1. DEVELOPING A MODERN GAMEPLAN
Belgium’s magnificent success is not the result of some kind of miracle: it stems from a long period of hard work. Several months after the country had achieved the greatest result in its history by finishing third at the 2018 FIFA World Cup in Russia, the Royal Belgian Football Association set out an 11-point plan aimed at modernising the organisation. In June 2019, a set of reforms were announced spanning all levels and areas of the organisation: sporting matters, institutional issues, refereeing, governance, social matters, digital affairs, budgets.
2. BRINGING IN NEW TALENT
The national association had no hesitation in seeking assistance from outside the country. In the case of refereeing, former international referee David Elleray was tasked with drawing up a master plan for the country to follow. “Belgium has traditionally produced significant numbers of top international referees, but that supply line has dried up since 2010, which was the last time we saw a Belgian (Frank De Bleeckere) officiating at a major tournament,” says Elleray.
3. LONG-TERM PLANNING
The national team coach Roberto Martinez has a long-term vision for the future, which he says enjoys the full support of the association’s management: “I am working to keep Belgium at the pinnacle of world football, but we also need to plan for the future.

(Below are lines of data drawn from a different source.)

use std::rc::Rc;

use js_sys::Reflect;
use shared::{BridgeError, HostBridge, StyleSink, ThemeParams};
use wasm_bindgen::prelude::*;
use wasm_bindgen::JsCast;

use crate::services::logging::Logger;

#[wasm_bindgen]
extern "C" {
    /// `window.Telegram.WebApp`
    #[derive(Debug, Clone)]
    pub type WebApp;

    #[wasm_bindgen(method)]
    fn expand(this: &WebApp);

    #[wasm_bindgen(method, js_name = showAlert)]
    fn show_alert(this: &WebApp, message: &str);

    #[wasm_bindgen(method, js_name = sendData)]
    fn send_data(this: &WebApp, data: &str);

    #[wasm_bindgen(method)]
    fn close(this: &WebApp);

    #[wasm_bindgen(method, getter, js_name = themeParams)]
    fn theme_params(this: &WebApp) -> JsValue;

    #[wasm_bindgen(method, getter)]
    fn platform(this: &WebApp) -> Option<String>;
}

fn is_missing(value: &JsValue) -> bool {
    value.is_undefined() || value.is_null()
}

fn property(target: &JsValue, key: &str) -> Option<JsValue> {
    if is_missing(target) {
        return None;
    }
    Reflect::get(target, &JsValue::from_str(key))
        .ok()
        .filter(|value| !is_missing(value))
}

fn string_property(target: &JsValue, key: &str) -> Option<String> {
    property(target, key).and_then(|value| value.as_string())
}

/// Host bridge backed by the Telegram WebApp script
#[derive(Debug, Clone)]
pub struct TelegramBridge {
    web_app: WebApp,
}

impl TelegramBridge {
    /// Locates `window.Telegram.WebApp`.
    ///
    /// The WebApp script defines the object even in a plain browser tab; it
    /// then reports the platform as "unknown", which is treated as no host.
    pub fn detect() -> Result<Self, BridgeError> {
        let window = web_sys::window().ok_or(BridgeError::HostUnavailable)?;
        let web_app = property(window.as_ref(), "Telegram")
            .and_then(|telegram| property(&telegram, "WebApp"))
            .ok_or(BridgeError::HostUnavailable)?
            .unchecked_into::<WebApp>();

        match web_app.platform().as_deref() {
            None | Some("unknown") => Err(BridgeError::HostUnavailable),
            Some(_) => Ok(Self { web_app }),
        }
    }

    /// Theme color from `themeParams`, or the camelCase field on the WebApp object
    fn color(&self, theme: &JsValue, snake: &str, camel: &str) -> Option<String> {
        string_property(theme, snake).or_else(|| string_property(&self.web_app, camel))
    }
}

impl HostBridge for TelegramBridge {
    fn expand(&self) {
        self.web_app.expand();
    }

    fn theme_params(&self) -> ThemeParams {
        let theme = self.web_app.theme_params();
        ThemeParams {
            bg_color: self.color(&theme, "bg_color", "backgroundColor"),
            text_color: self.color(&theme, "text_color", "textColor"),
            button_color: self.color(&theme, "button_color", "buttonColor"),
            button_text_color: self.color(&theme, "button_text_color", "buttonTextColor"),
        }
    }

    fn show_alert(&self, message: &str) {
        self.web_app.show_alert(message);
    }

    fn send_data(&self, payload: &str) {
        Logger::info_with_component("TelegramBridge", &format!("sendData {} bytes", payload.len()));
        self.web_app.send_data(payload);
    }

    fn close(&self) {
        self.web_app.close();
    }
}

/// Stand-in used when the page runs outside the chat host
#[derive(Debug, Clone, Default)]
pub struct ConsoleBridge;

impl HostBridge for ConsoleBridge {
    fn expand(&self) {
        Logger::debug_with_component("ConsoleBridge", "expand");
    }

    fn theme_params(&self) -> ThemeParams {
        ThemeParams::default()
    }

    fn show_alert(&self, message: &str) {
        Logger::warn_with_component("ConsoleBridge", &format!("alert: {}", message));
        if let Some(window) = web_sys::window() {
            let _ = window.alert_with_message(message);
        }
    }

    fn send_data(&self, payload: &str) {
        Logger::info_with_component("ConsoleBridge", &format!("sendData: {}", payload));
    }

    fn close(&self) {
        Logger::info_with_component("ConsoleBridge", "close");
    }
}

/// Picks the Telegram bridge when the host is present, the console stand-in otherwise
pub fn detect_bridge() -> Rc<dyn HostBridge> {
    match TelegramBridge::detect() {
        Ok(bridge) => Rc::new(bridge),
        Err(e) => {
            Logger::warn_with_component("TelegramBridge", &format!("{}, using console bridge", e));
            Rc::new(ConsoleBridge)
        }
    }
}

/// Writes CSS custom properties onto `document.documentElement`
#[derive(Debug, Clone, Default)]
pub struct RootStyle;

impl StyleSink for RootStyle {
    fn set_property(&self, name: &str, value: &str) -> Result<(), BridgeError> {
        let root = web_sys::window()
            .and_then(|window| window.document())
            .and_then(|document| document.document_element())
            .ok_or_else(|| BridgeError::Style("document element not available".to_string()))?;
        let root: web_sys::HtmlElement = root
            .dyn_into()
            .map_err(|_| BridgeError::Style("document element is not an HTML element".to_string()))?;
        root.style()
            .set_property(name, value)
            .map_err(|e| BridgeError::Style(format!("{:?}", e)))
    }
}

#[cfg(all(test, target_arch = "wasm32"))]
mod wasm_tests {
    use super::*;
    use wasm_bindgen_test::*;

    wasm_bindgen_test_configure!(run_in_browser);

    #[wasm_bindgen_test]
    fn test_plain_browser_has_no_host() {
        assert_eq!(TelegramBridge::detect().unwrap_err(), BridgeError::HostUnavailable);
    }

    #[wasm_bindgen_test]
    fn test_root_style_sets_custom_property() {
        RootStyle.set_property("--bg-color", "#123456").unwrap();

        let root: web_sys::HtmlElement = web_sys::window()
            .unwrap()
            .document()
            .unwrap()
            .document_element()
            .unwrap()
            .dyn_into()
            .unwrap();
        assert_eq!(root.style().get_property_value("--bg-color").unwrap(), "#123456");
    }
}
pub mod config;
pub mod logging;
pub mod telegram;
use serde::{Deserialize, Serialize};

use crate::bridge::{BridgeError, HostBridge};
use crate::config::ThemeDefaults;

/// Theme colors as reported by the host. Every field is optional.
#[derive(Debug, Clone, Default, PartialEq, Serialize, Deserialize)]
#[serde(default)]
pub struct ThemeParams {
    pub bg_color: Option<String>,
    pub text_color: Option<String>,
    pub button_color: Option<String>,
    pub button_text_color: Option<String>,
}

/// CSS custom properties the page stylesheet reads
#[derive(Debug, Clone, Copy, PartialEq, Eq)]
pub enum ThemeVariable {
    Background,
    Text,
    Button,
    ButtonText,
}

impl ThemeVariable {
    pub const ALL: [ThemeVariable; 4] = [
        ThemeVariable::Background,
        ThemeVariable::Text,
        ThemeVariable::Button,
        ThemeVariable::ButtonText,
    ];

    pub fn css_name(&self) -> &'static str {
        match self {
            ThemeVariable::Background => "--bg-color",
            ThemeVariable::Text => "--text-color",
            ThemeVariable::Button => "--button-color",
            ThemeVariable::ButtonText => "--button-text-color",
        }
    }
}

/// Destination for resolved theme variables, usually the root element's style
pub trait StyleSink {
    fn set_property(&self, name: &str, value: &str) -> Result<(), BridgeError>;
}

impl ThemeParams {
    fn host_value(&self, variable: ThemeVariable) -> Option<&str> {
        let value = match variable {
            ThemeVariable::Background => &self.bg_color,
            ThemeVariable::Text => &self.text_color,
            ThemeVariable::Button => &self.button_color,
            ThemeVariable::ButtonText => &self.button_text_color,
        };
        // Hosts send "" for colors they do not define
        value.as_deref().filter(|v| !v.trim().is_empty())
    }

    /// Pairs every theme variable with the host color or its fallback
    pub fn resolve(&self, defaults: &ThemeDefaults) -> Vec<(ThemeVariable, String)> {
        ThemeVariable::ALL
            .into_iter()
            .map(|variable| {
                let fallback = match variable {
                    ThemeVariable::Background => &defaults.bg_color,
                    ThemeVariable::Text => &defaults.text_color,
                    ThemeVariable::Button => &defaults.button_color,
                    ThemeVariable::ButtonText => &defaults.button_text_color,
                };
                let color = self.host_value(variable).unwrap_or(fallback);
                (variable, color.to_string())
            })
            .collect()
    }
}

/// Reads the host theme and writes all four variables to `sink`.
///
/// Returns how many variables were written. A failed write is logged and the
/// remaining variables are still applied.
pub fn apply_theme<B, S>(bridge: &B, sink: &S, defaults: &ThemeDefaults) -> usize
where
    B: HostBridge + ?Sized,
    S: StyleSink + ?Sized,
{
    let params = bridge.theme_params();
    let mut applied = 0;
    for (variable, color) in params.resolve(defaults) {
        match sink.set_property(variable.css_name(), &color) {
            Ok(()) => {
                tracing::debug!(variable = variable.css_name(), %color, "theme variable applied");
                applied += 1;
            }
            Err(e) => {
                tracing::warn!(variable = variable.css_name(), error = %e, "theme variable skipped");
            }
        }
    }
    applied
}

#[cfg(test)]
mod tests {
    use super::*;
    use crate::testing::{RecordingBridge, RecordingSink};

    #[test]
    fn test_resolve_uses_defaults_when_host_is_silent() {
        let resolved = ThemeParams::default().resolve(&ThemeDefaults::default());
        assert_eq!(
            resolved,
            vec![
                (ThemeVariable::Background, "#ffffff".to_string()),
                (ThemeVariable::Text, "#000000".to_string()),
                (ThemeVariable::Button, "#3390ec".to_string()),
                (ThemeVariable::ButtonText, "#ffffff".to_string()),
            ]
        );
    }

    #[test]
    fn test_resolve_falls_back_per_field() {
        let params = ThemeParams {
            bg_color: Some("#17212b".to_string()),
            text_color: Some("".to_string()),
            button_color: None,
            button_text_color: Some("#f5f5f5".to_string()),
        };
        let resolved = params.resolve(&ThemeDefaults::default());
        assert_eq!(resolved[0].1, "#17212b");
        assert_eq!(resolved[1].1, "#000000");
        assert_eq!(resolved[2].1, "#3390ec");
        assert_eq!(resolved[3].1, "#f5f5f5");
    }

    #[test]
    fn test_params_deserialize_from_host_json() {
        let params: ThemeParams =
            serde_json::from_str(r##"{"bg_color":"#000000","hint_color":"#999999"}"##).unwrap();
        assert_eq!(params.bg_color.as_deref(), Some("#000000"));
        assert_eq!(params.button_color, None);
    }

    #[test]
    fn test_apply_theme_writes_all_variables() {
        let bridge = RecordingBridge::with_theme(ThemeParams {
            button_color: Some("#ff0000".to_string()),
            ..ThemeParams::default()
        });
        let sink = RecordingSink::default();

        let applied = apply_theme(&bridge, &sink, &ThemeDefaults::default());

        assert_eq!(applied, 4);
        assert_eq!(sink.get("--button-color").as_deref(), Some("#ff0000"));
        assert_eq!(sink.get("--bg-color").as_deref(), Some("#ffffff"));
    }

    #[test]
    fn test_apply_theme_continues_after_failed_write() {
        let bridge = RecordingBridge::default();
        let sink = RecordingSink::failing_on("--text-color");

        let applied = apply_theme(&bridge, &sink, &ThemeDefaults::default());

        assert_eq!(applied, 3);
        assert_eq!(sink.get("--text-color"), None);
        assert!(sink.get("--button-text-color").is_some());
    }
}
use thiserror::Error;

use crate::theme::ThemeParams;

/// Errors at the boundary with the hosting page
#[derive(Error, Debug, Clone, PartialEq, Eq)]
pub enum BridgeError {
    /// The page was opened outside the chat host
    #[error("WebApp host object is not available")]
    HostUnavailable,

    #[error("failed to set style property: {0}")]
    Style(String),
}

/// Capabilities the chat host exposes to the mini-app.
///
/// Every call is fire-and-forget: the host gives no delivery confirmation back
/// to the page.
pub trait HostBridge {
    /// Ask the host to enlarge the view
    fn expand(&self);

    /// Colors the host wants the page to use
    fn theme_params(&self) -> ThemeParams;

    /// Show a host-native modal alert
    fn show_alert(&self, message: &str);

    /// Deliver an opaque payload to the bot behind the mini-app
    fn send_data(&self, payload: &str);

    /// Dismiss the mini-app view
    fn close(&self);
}
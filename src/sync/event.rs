use std::collections::VecDeque;

use parking_lot::Mutex;
use smallvec::{SmallVec, smallvec};

use super::waiter::{Waiter, block_on};

struct EventState {
    signaled: bool,
    waiters: VecDeque<Waiter>,
}

/// A settable flag fibers can wait on.
///
/// Auto-reset events release one waiter per `set`; manual-reset events stay
/// signaled, releasing everyone, until `reset`.
pub struct FiberEvent {
    auto_reset: bool,
    state: Mutex<EventState>,
}

impl FiberEvent {
    /// An unsignaled event; `auto_reset` picks the mode for good.
    pub fn new(auto_reset: bool) -> Self {
        Self {
            auto_reset,
            state: Mutex::new(EventState {
                signaled: false,
                waiters: VecDeque::new(),
            }),
        }
    }

    /// Shorthand for `FiberEvent::new(true)`.
    pub fn auto_reset() -> Self {
        Self::new(true)
    }

    /// Shorthand for `FiberEvent::new(false)`.
    pub fn manual_reset() -> Self {
        Self::new(false)
    }

    /// Whether the event is in auto-reset mode.
    pub fn is_auto_reset(&self) -> bool {
        self.auto_reset
    }

    /// Return at once if signaled (consuming the signal in auto-reset mode);
    /// otherwise park until a `set` releases this waiter.
    pub fn wait(&self) {
        if self.try_consume(&mut self.state.lock()) {
            return;
        }
        block_on(|waiter| {
            let mut s = self.state.lock();
            if self.try_consume(&mut s) {
                drop(s);
                waiter.wake();
            } else {
                s.waiters.push_back(waiter);
            }
        });
    }

    /// Manual reset: signal and release every waiter. Auto reset: release the
    /// oldest waiter, or stay signaled for the next `wait` when none is
    /// queued.
    pub fn set(&self) {
        let woken: SmallVec<[Waiter; 8]> = {
            let mut s = self.state.lock();
            if self.auto_reset {
                match s.waiters.pop_front() {
                    Some(waiter) => smallvec![waiter],
                    None => {
                        s.signaled = true;
                        SmallVec::new()
                    }
                }
            } else {
                s.signaled = true;
                s.waiters.drain(..).collect()
            }
        };
        for waiter in woken {
            waiter.wake();
        }
    }

    /// Clear the signal. Waiters already released are unaffected.
    pub fn reset(&self) {
        self.state.lock().signaled = false;
    }

    /// Whether the event is signaled right now.
    pub fn is_set(&self) -> bool {
        self.state.lock().signaled
    }

    fn try_consume(&self, s: &mut EventState) -> bool {
        if !s.signaled {
            return false;
        }
        if self.auto_reset {
            s.signaled = false;
        }
        true
    }
}

impl Default for FiberEvent {
    fn default() -> Self {
        Self::auto_reset()
    }
}

impl core::fmt::Debug for FiberEvent {
    fn fmt(&self, f: &mut core::fmt::Formatter<'_>) -> core::fmt::Result {
        let s = self.state.lock();
        f.debug_struct("FiberEvent")
            .field("auto_reset", &self.auto_reset)
            .field("signaled", &s.signaled)
            .field("waiters", &s.waiters.len())
            .finish()
    }
}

With that in mind, we have developed a number of programmes that bring professional and amateur football together, and UEFA has given us enormous support with that.”
4. FANNING THE RED FLAMES
At just 34 years of age, Katrien Jans is the head of women’s football at the Belgian FA. Earlier this year, she and her team launched a five-year plan entitled The World At Our Feet, which seeks to bring a major expansion of the women’s game. Football is the third most popular sport among Belgian girls, behind tennis and swimming. The aim is to achieve top spot on the podium by 2024. “We have around 38,500 registered players, and the majority of them are over the age of 18. So, we have an inverted pyramid. Consequently, one of the four pillars of our plan involves making sure that girls start playing as early as possible within structures that are tailored to them.”
5. GIVING BACK TO SOCIETY
The national association’s corporate social responsibility (CSR) programme spans four different subject areas: integration, human rights, health and sustainability. This is a way of giving back to a society that is strongly supportive of its national team. ”It’s something of a cliché, but the CSR programme was established because we know that football can help to bring about change in society,” says Hedeli Sassi, a trained social worker who joined the Belgian FA in 2017. The players provide considerable support. “ The various members of the men’s and women’s national teams have responded very positively to our initiatives, for example, by recording messages aimed at tackling discrimination. Their opinions carry a lot of weight,” adds colleague An De Kock.